**** Information shown

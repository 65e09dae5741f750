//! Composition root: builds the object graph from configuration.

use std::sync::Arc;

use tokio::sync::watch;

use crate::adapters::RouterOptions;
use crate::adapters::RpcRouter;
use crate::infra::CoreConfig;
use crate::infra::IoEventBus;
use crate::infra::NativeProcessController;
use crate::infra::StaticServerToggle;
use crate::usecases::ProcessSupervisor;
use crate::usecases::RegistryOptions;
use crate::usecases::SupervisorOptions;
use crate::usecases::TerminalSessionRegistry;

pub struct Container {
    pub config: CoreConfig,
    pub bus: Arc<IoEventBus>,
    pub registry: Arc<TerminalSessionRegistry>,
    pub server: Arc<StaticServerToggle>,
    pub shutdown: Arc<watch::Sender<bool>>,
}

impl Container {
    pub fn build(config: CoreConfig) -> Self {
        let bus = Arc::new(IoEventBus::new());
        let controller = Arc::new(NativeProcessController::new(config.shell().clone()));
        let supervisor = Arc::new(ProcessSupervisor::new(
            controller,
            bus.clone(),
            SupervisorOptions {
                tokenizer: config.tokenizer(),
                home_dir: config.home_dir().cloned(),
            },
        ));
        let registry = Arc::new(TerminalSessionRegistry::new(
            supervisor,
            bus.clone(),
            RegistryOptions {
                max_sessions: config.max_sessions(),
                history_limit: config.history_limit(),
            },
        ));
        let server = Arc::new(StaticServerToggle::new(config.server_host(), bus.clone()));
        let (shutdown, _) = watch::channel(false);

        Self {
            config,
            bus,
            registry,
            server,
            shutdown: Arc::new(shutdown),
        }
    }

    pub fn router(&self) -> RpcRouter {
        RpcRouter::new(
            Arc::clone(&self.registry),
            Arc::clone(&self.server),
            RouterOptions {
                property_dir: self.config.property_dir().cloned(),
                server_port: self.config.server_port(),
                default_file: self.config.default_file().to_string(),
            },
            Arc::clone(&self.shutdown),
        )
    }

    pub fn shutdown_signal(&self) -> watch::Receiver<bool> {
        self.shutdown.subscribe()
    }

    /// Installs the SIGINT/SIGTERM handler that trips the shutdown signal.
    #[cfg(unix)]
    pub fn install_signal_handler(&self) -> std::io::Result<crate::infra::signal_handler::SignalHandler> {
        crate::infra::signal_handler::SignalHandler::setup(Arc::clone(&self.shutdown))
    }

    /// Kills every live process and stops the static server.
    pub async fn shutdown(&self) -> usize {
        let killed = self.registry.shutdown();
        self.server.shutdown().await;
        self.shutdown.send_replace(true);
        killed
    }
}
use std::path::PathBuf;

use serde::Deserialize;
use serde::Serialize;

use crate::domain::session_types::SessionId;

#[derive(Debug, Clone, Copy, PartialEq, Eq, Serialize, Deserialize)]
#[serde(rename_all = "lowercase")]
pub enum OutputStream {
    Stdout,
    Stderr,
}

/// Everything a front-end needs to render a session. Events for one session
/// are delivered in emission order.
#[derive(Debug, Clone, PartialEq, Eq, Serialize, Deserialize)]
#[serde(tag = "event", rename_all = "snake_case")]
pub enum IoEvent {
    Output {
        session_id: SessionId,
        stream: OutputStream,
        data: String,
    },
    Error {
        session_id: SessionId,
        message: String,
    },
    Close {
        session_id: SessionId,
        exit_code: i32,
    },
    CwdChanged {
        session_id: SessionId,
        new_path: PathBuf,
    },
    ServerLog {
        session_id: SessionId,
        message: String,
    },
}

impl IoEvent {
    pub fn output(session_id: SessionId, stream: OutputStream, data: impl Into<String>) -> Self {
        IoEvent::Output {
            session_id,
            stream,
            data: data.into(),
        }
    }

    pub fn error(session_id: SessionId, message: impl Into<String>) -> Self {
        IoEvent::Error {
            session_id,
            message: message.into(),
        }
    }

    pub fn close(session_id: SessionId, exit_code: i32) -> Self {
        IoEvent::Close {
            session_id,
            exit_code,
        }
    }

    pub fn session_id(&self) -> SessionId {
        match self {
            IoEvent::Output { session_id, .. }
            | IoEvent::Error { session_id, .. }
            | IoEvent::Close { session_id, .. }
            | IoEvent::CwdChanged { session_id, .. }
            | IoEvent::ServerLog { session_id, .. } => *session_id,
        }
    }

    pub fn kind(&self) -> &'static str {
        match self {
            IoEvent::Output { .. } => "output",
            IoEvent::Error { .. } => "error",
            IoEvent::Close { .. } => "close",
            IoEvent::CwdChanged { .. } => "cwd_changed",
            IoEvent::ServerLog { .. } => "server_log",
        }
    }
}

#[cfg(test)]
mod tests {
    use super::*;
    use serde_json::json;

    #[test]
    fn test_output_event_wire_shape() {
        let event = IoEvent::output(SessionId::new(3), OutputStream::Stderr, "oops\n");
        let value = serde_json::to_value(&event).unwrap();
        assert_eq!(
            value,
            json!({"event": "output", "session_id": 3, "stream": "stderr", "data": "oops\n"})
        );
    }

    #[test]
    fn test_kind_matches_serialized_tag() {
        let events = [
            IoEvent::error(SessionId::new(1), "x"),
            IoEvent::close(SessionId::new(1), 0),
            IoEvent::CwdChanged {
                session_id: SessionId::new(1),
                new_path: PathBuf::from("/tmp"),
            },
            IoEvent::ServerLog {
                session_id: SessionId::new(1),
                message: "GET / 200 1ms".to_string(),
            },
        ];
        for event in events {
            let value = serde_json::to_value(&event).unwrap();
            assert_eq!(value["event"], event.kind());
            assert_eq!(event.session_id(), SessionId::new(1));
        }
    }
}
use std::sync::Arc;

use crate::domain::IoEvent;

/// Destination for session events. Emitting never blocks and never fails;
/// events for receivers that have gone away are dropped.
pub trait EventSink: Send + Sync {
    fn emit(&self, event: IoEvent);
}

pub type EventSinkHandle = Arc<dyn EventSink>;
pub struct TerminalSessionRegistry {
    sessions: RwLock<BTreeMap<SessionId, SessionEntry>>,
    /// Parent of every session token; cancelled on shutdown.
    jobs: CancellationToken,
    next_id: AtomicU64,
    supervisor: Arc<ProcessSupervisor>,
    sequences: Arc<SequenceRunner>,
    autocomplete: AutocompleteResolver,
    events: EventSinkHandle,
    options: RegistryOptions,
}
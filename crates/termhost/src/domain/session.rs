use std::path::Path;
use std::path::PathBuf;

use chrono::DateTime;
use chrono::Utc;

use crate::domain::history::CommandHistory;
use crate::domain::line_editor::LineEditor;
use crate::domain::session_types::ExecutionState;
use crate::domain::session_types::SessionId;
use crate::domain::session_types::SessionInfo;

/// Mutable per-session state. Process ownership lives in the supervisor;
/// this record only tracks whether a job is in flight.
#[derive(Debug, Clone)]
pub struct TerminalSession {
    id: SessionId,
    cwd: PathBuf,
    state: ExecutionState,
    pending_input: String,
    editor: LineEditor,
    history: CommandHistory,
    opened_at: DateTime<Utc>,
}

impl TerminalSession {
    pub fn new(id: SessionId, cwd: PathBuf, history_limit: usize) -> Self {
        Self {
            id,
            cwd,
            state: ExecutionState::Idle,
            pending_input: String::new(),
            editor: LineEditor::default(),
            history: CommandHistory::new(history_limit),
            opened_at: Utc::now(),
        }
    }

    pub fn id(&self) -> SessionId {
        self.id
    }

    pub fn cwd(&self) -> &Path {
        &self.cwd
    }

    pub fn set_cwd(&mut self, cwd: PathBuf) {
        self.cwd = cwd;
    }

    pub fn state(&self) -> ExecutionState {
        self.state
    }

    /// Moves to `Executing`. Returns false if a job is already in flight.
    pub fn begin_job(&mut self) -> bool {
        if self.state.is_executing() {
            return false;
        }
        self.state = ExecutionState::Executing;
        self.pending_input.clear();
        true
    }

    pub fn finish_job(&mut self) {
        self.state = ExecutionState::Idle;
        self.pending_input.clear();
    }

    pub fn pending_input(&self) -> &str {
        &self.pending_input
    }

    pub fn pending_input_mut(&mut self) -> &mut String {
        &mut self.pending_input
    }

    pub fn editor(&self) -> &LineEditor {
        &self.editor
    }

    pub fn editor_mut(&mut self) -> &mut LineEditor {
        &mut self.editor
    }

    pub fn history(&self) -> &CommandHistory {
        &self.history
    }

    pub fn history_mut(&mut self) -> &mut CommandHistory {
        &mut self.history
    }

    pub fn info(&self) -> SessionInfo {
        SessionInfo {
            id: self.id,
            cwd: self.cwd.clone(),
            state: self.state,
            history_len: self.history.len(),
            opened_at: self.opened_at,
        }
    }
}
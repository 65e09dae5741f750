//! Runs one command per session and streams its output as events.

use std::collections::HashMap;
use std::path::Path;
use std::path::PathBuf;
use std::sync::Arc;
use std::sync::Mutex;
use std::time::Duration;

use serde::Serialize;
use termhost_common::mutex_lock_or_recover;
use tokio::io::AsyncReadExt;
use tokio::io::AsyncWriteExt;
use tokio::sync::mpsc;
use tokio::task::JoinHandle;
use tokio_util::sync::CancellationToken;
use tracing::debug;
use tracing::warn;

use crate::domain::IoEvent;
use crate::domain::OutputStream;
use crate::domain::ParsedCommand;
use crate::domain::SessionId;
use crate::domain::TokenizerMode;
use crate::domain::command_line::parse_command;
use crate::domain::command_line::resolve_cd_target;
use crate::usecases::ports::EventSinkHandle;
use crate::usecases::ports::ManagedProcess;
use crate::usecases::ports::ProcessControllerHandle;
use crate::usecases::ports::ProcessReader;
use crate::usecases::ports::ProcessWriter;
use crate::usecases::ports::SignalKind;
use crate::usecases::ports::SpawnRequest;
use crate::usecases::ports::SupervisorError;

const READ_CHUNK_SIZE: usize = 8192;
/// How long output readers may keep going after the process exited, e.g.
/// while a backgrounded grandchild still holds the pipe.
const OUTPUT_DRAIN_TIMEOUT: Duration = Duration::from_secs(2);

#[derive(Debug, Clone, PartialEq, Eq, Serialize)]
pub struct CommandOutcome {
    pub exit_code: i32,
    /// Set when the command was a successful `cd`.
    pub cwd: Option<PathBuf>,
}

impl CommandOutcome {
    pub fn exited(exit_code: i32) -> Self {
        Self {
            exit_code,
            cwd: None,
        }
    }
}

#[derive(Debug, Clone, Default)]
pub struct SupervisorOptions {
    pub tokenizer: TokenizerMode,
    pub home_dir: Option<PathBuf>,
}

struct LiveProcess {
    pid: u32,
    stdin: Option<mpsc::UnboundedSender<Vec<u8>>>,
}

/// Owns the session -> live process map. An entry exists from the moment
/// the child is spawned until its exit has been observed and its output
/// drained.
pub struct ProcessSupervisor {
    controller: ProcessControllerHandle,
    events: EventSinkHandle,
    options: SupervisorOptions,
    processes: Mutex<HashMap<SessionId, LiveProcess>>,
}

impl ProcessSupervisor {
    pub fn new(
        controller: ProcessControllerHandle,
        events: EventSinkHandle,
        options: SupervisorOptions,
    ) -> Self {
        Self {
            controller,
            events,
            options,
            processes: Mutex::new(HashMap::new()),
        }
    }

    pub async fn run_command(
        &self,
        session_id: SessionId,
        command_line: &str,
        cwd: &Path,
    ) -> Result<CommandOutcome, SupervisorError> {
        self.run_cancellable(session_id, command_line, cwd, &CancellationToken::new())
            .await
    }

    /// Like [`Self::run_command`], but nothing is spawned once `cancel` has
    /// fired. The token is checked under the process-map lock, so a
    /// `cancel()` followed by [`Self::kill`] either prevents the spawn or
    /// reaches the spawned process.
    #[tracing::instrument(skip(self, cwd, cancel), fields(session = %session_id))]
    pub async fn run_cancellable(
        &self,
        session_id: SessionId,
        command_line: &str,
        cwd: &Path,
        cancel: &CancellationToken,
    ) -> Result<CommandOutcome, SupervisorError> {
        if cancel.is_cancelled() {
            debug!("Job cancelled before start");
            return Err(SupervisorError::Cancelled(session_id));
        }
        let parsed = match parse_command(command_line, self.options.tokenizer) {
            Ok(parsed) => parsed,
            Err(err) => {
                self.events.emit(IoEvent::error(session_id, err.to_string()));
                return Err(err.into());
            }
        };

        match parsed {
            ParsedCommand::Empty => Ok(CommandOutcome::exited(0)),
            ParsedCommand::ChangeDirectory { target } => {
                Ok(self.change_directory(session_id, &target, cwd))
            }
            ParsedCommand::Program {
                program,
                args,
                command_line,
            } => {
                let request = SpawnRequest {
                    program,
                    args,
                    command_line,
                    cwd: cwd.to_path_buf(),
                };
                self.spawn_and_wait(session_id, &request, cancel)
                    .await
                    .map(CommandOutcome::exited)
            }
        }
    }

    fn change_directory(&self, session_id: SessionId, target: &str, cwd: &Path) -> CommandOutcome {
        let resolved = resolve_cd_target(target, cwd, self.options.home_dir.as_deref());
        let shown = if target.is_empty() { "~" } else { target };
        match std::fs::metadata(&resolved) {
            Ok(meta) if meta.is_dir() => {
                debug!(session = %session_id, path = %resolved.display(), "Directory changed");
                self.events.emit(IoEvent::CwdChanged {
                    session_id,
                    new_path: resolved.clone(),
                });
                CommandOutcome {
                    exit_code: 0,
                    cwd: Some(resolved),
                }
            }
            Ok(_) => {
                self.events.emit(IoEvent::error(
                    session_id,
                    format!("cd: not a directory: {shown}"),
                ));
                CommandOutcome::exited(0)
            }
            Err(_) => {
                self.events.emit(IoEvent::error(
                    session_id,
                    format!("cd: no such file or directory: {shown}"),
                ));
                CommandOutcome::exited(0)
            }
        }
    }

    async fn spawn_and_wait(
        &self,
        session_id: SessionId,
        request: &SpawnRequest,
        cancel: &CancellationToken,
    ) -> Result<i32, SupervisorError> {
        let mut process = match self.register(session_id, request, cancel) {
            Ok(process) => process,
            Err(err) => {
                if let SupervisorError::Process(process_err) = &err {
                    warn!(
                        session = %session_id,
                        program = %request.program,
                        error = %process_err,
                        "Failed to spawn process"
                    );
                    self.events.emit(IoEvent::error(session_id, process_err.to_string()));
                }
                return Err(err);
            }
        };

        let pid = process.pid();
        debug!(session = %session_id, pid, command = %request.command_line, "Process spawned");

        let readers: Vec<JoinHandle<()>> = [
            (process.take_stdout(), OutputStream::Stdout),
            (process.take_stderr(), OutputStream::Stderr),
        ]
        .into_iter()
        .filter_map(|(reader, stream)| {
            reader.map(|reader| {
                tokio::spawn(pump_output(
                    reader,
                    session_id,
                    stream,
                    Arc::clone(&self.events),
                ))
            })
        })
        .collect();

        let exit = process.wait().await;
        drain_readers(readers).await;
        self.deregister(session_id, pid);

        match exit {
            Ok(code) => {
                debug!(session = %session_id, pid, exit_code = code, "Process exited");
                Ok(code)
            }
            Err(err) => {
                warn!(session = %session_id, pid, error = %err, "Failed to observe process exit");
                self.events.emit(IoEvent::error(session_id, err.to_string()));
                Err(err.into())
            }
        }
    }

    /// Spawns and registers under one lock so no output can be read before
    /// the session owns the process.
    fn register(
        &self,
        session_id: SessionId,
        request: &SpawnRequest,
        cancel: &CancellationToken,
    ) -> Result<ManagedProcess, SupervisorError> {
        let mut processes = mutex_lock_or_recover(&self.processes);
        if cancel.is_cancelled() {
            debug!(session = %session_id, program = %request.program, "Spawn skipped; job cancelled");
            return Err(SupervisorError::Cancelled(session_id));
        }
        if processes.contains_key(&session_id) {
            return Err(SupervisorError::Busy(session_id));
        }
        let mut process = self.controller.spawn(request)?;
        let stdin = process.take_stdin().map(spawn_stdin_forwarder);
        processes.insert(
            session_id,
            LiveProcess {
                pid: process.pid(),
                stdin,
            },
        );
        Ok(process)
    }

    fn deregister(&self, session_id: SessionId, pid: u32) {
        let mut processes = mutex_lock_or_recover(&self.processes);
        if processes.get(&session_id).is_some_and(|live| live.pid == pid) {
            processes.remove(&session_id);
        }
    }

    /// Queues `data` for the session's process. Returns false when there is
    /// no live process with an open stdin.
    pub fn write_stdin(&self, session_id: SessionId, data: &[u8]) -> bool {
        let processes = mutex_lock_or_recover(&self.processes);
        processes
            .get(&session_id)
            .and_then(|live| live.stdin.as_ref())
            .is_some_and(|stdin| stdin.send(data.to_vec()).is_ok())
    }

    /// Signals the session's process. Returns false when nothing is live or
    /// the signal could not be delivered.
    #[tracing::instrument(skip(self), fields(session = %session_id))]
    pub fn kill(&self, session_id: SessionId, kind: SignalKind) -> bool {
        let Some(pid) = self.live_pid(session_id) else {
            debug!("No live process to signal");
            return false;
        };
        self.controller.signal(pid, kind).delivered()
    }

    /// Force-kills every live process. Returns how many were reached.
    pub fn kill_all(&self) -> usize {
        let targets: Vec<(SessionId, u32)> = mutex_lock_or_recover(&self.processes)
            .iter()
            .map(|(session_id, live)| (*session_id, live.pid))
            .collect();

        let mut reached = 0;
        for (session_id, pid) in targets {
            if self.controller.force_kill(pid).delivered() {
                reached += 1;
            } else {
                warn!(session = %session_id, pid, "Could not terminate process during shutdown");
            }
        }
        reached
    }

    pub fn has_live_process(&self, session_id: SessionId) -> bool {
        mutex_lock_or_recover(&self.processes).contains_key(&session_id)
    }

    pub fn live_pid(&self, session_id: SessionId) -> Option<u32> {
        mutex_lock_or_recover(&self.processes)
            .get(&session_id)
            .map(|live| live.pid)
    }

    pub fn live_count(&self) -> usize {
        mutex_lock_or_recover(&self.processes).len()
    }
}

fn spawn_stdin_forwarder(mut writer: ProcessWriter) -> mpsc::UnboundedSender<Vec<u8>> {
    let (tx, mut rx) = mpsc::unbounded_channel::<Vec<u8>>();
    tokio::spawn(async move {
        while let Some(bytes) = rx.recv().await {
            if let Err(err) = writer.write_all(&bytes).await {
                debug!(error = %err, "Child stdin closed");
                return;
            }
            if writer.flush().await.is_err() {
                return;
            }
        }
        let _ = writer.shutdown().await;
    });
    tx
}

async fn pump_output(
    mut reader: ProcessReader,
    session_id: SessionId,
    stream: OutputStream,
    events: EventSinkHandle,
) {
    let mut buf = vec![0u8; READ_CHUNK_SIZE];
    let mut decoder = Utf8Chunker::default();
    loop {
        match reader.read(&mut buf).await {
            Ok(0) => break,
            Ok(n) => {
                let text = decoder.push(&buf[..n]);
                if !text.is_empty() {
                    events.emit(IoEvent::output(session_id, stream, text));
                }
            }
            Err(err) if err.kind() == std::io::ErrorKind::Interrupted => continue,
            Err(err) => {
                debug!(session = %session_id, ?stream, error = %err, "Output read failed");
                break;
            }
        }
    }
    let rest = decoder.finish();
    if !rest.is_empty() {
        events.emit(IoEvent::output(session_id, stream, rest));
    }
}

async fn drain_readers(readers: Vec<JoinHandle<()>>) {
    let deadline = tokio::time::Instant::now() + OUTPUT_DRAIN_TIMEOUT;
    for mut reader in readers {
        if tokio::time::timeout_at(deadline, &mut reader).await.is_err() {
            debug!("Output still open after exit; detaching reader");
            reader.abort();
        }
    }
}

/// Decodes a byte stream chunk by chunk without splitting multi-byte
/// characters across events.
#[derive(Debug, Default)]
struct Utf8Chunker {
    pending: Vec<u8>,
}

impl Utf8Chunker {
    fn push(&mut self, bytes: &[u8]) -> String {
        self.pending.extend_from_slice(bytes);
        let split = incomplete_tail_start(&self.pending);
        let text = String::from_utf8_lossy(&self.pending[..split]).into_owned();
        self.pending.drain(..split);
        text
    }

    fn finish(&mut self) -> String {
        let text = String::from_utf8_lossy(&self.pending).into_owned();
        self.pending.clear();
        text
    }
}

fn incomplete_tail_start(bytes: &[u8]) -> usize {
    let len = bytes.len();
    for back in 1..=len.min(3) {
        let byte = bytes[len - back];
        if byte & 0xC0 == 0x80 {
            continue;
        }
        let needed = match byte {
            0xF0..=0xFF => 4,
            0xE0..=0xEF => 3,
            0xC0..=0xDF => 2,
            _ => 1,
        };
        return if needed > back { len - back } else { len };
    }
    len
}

********

» Problem:
Return every line holding the word "TokenizerMode" from the records.

» Response to the exercise:
use crate::domain::TokenizerMode;
    pub tokenizer: TokenizerMode,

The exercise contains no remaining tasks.